Thursday, November 15, 2018

MySQL Master Replication Crash Safety Part #2: lagging slaves

This is Part #2 of the MySQL Master Replication Crash Safety series.  In the previous post, we explored the consequence of reducing durability on masters with slaves using legacy file+position replication.  The consequences are data inconsistencies with a clear warning sign: the slaves stop replicating and report an error.  In this post, we extend our understanding of the impact of running a master with sync_binlog != 1 by considering lagging slaves that are using file+position replication.  This introduces a new inconsistency scenario without replication breakage, which is trickier to detect.  But let's start with some reminders.

In Part #1, we explained why a DBA would set sync_binlog != 1 and what happens on a master OS crash when sync_binlog != 1.  TL&DR: we get performance improvements at the cost of losing binary logs in the case of an OS crash, which could lead to data inconsistencies on master and slaves, and replication breakage on slaves.

In the breakage scenario of Part #1, our slave has more data than the master as it executed transactions that vanished from InnoDB because of trx_commit = 2 (this writes the InnoDB Redo logs after each transaction but only persists — sync — the log once per second, so up to one second of transactions disappeared from the master, and those ghost transactions are almost all present on the slave as they momentarily existed in the binary logs of the master).  Also, replication stops with an error on the slave as when it reconnects to the master, it is pointing in vanished binary logs because of sync_binlog = 0 (this configuration writes the binary logs after each transaction, but does not provide any guarantees on syncing).  We are in the situation depicted in the diagram below.

Illustration #1: IO Thread pointing in a vanished binary log
(after an operating system crash on the master).
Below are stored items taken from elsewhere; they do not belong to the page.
use itertools::Itertools;
use ordered_float::OrderedFloat;
use polars::prelude::PlSmallStr;

use crate::{
    agg::{AggValue, Aggregation},
    error::{ConfigError, PanelwiseResult},
};

// ================================================================================================
// === Ratios & Rates ===
// ================================================================================================

/// `sum(numerator) / sum(denominator)` over the bucket.
///
/// Missing values are skipped. A zero denominator leaves the bucket undefined, so it is dropped
/// rather than reported as zero or infinity.
pub fn ratio(numerator: impl Into<PlSmallStr>, denominator: impl Into<PlSmallStr>) -> Aggregation {
    let numerator = numerator.into();
    let denominator = denominator.into();
    let name = format!("ratio({numerator}, {denominator})");

    Aggregation::new(name, move |bucket| {
        let num = bucket.values(&numerator)?.into_iter().flatten().sum::<f64>();
        let den = bucket.values(&denominator)?.into_iter().flatten().sum::<f64>();
        Ok(AggValue::Scalar((den != 0.0).then(|| num / den)))
    })
}

/// Sum of the observed values divided by the number of days they span.
///
/// The span is the number of whole days between the first and the last observed timestamp,
/// plus one. Observations less than a day apart therefore count as a single day, even when
/// they fall on different calendar dates.
pub fn average_per_day(column: impl Into<PlSmallStr>) -> Aggregation {
    let column = column.into();
    let name = format!("average_per_day({column})");

    Aggregation::new(name, move |bucket| {
        let observed = bucket.observed(&column)?;
        let Some((first, last)) = observed
            .iter()
            .map(|(ts, _)| *ts)
            .minmax()
            .into_option()
        else {
            return Ok(AggValue::missing());
        };

        let days = (last - first).num_days() + 1;
        let total = observed.iter().map(|(_, v)| v).sum::<f64>();
        Ok(AggValue::from(total / days as f64))
    })
}

// ================================================================================================
// === Distribution ===
// ================================================================================================

/// The `p`-th percentile (0..=100) of each series column, interpolating linearly between the
/// closest ranks.
///
/// # Errors
/// [`ConfigError::InvalidPercentile`] if `p` is not a finite value within `0..=100`.
pub fn percentile(p: f64) -> PanelwiseResult<Aggregation> {
    if !p.is_finite() || !(0.0..=100.0).contains(&p) {
        return Err(ConfigError::InvalidPercentile(p).into());
    }
    Ok(Aggregation::reduce(format!("percentile({p})"), move |values| {
        interpolated_percentile(values, p)
    }))
}

fn interpolated_percentile(values: &[f64], p: f64) -> Option<f64> {
    let sorted = values
        .iter()
        .copied()
        .map(OrderedFloat)
        .sorted_unstable()
        .map(OrderedFloat::into_inner)
        .collect::<Vec<_>>();

    let last = sorted.len().checked_sub(1)?;
    let rank = p / 100.0 * last as f64;
    let lower = rank.floor() as usize;
    let upper = rank.ceil() as usize;
    let weight = rank - lower as f64;

    Some(sorted[lower] + (sorted[upper] - sorted[lower]) * weight)
}

// ================================================================================================
// === Plain Reductions ===
// ================================================================================================

pub fn sum() -> Aggregation {
    Aggregation::reduce("sum", |values| Some(values.iter().sum()))
}

pub fn mean() -> Aggregation {
    Aggregation::reduce("mean", |values| {
        Some(values.iter().sum::<f64>() / values.len() as f64)
    })
}

pub fn max() -> Aggregation {
    Aggregation::reduce("max", |values| values.iter().copied().reduce(f64::max))
}

pub fn min() -> Aggregation {
    Aggregation::reduce("min", |values| values.iter().copied().reduce(f64::min))
}

/// Number of observed values.
pub fn count() -> Aggregation {
    Aggregation::reduce("count", |values| Some(values.len() as f64))
}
But what would happen if the IO Thread is pointing in a persisted binary log ?  We know, as described in Part #1, that the current implementation of MySQL forces a flush on binary log rotation (I would not assume this will always be the case in future versions).  It is not excessive to assume that a lagging slave might be pointing in a previous binary log.  This could happen in the following situations:
  1. a lagging slave has been recently started and it is in the process of downloading binary logs while the master crashes (unlikely but possible),
  2. a lagging (or delayed) slave has relay_log_space_limit set to a value that prevents it from going beyond the sync boundary (more likely),
  3. or a lagging slave pointing in vanished binary logs (lot of unexecuted relay logs) is restarted with relay-log-recovery = 1, which makes it reconnects to its master at the position of the SQL Thread, which might be in persisted binary logs.
(In the demonstration presented in the annexe below, I am simply stopping the slave before flushing the binary logs, which simulate case #1 above.)

In the three cases described above, we are in the situation depicted in the diagram below.

Illustration #2: IO Thread pointing in a persisted binary log
(after an operating system crash on the master).

In this case, the slave will eventually reach the truncated binary log, will happily process it as MySQL crash recovery will make it acceptable, and will continue to the newly created binary log.  So our slave doe not see the transactions in the vanished binary logs and happily continues replicating from the master.

If we take the same example as in Part #1 for transactions on the master:
  • Transactions A, B, ..., G are committed and persisted in both the InnoDB Redo logs and in the binary logs.
  • Transactions H, I, ..., N are committed but only persisted in the InnoDB Redo logs.
  • Transactions O, P, ..., U are committed but not persisted in either the InnoDB Redo logs or the binary logs.
  • After the crash, the master registers transactions V, W, ...
And we assume that the lagging slave it at position B when the master crash.  After reconnecting, the slave will:
  • get B to G,
  • skip H to U as these have disappeared from the binary logs,
  • get V, W ...
So we have an interestingly different failure mode from Part #1.  The slave does not break, but it gets fewer transactions than the master and than the broken slave.  A way to see this type of breakage is presented in the annexe below.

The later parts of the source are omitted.